TASK DETAILS. What lines below mention the word "applied"? Copy each one.
»»
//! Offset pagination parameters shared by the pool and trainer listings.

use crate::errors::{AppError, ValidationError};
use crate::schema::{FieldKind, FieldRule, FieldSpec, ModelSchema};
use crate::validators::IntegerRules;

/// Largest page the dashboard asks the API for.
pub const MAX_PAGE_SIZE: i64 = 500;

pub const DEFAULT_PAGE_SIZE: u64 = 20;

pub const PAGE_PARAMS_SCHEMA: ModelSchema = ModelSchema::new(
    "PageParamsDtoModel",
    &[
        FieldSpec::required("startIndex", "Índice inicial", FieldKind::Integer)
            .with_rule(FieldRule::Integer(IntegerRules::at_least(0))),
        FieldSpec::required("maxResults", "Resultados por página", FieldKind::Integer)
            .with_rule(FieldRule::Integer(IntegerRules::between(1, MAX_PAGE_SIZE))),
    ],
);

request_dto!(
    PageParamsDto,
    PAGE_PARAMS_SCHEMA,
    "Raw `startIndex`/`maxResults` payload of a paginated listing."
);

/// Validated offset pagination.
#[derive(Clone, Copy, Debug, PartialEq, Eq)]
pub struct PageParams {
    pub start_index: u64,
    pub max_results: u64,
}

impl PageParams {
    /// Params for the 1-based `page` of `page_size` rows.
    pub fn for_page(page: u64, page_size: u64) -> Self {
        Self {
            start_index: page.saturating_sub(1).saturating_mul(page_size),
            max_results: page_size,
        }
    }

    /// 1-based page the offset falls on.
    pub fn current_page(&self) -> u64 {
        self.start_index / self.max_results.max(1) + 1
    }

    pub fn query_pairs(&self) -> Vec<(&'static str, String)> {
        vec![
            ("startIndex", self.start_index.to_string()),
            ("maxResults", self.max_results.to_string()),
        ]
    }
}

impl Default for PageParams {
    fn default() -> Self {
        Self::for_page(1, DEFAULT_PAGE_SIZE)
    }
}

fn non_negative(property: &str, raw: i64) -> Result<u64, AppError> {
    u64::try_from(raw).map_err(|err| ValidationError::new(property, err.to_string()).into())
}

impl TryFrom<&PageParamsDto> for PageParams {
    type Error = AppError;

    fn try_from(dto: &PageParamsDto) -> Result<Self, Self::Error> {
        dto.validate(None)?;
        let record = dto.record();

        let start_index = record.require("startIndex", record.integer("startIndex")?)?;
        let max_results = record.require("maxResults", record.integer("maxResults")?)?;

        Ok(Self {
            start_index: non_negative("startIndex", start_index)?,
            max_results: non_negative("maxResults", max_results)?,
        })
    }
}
««
»»
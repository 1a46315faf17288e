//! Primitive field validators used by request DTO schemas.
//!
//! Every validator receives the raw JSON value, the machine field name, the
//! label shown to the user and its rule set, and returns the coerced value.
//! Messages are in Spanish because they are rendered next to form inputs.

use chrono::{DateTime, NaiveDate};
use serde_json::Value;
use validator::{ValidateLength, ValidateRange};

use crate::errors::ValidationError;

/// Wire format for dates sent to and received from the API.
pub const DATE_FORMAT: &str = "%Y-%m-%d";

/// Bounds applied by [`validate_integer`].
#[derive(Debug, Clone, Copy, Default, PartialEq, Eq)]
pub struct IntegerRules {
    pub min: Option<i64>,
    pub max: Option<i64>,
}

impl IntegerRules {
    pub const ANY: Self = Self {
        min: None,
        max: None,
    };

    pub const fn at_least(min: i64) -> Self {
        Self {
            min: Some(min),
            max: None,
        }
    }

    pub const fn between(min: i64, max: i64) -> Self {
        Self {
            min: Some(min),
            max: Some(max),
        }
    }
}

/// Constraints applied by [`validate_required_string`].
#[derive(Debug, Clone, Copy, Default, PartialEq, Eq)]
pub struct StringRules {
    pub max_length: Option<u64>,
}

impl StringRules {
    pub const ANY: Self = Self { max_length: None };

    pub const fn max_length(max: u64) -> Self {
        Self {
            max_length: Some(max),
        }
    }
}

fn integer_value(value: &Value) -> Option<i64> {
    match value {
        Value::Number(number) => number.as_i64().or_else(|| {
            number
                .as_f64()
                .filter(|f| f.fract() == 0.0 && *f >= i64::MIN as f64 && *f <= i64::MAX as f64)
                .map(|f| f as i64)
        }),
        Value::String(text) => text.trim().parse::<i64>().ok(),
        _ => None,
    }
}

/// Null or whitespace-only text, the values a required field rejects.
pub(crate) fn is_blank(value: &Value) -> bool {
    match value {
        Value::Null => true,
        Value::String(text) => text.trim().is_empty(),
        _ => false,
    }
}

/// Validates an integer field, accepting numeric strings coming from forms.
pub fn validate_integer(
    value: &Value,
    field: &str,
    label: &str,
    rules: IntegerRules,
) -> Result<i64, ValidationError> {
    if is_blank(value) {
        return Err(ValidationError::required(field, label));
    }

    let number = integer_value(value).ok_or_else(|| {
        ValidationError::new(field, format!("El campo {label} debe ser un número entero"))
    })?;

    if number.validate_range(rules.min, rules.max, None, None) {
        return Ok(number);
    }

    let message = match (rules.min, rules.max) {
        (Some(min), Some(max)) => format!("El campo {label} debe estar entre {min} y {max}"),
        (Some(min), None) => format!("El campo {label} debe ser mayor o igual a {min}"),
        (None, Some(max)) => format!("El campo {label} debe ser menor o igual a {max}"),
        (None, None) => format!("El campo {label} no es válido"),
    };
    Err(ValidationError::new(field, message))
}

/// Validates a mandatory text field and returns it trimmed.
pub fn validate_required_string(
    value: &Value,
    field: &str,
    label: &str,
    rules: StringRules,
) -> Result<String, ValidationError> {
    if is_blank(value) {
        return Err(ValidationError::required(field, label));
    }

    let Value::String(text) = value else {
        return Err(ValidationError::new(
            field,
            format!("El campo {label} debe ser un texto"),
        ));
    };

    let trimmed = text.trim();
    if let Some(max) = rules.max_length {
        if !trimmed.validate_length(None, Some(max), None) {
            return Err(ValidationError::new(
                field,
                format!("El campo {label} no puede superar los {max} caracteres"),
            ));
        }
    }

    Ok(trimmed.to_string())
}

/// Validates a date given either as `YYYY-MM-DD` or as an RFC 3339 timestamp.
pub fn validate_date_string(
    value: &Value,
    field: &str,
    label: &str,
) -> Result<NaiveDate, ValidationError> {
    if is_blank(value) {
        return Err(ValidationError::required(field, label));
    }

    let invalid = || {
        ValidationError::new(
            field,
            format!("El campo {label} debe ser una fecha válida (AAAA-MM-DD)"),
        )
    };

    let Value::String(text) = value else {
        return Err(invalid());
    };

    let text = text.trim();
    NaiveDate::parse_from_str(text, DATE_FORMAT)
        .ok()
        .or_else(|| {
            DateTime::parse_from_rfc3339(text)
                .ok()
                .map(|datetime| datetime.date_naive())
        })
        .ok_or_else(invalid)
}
««
EXERCISE RESULT.
/// Bounds applied by [`validate_integer`].
/// Constraints applied by [`validate_required_string`].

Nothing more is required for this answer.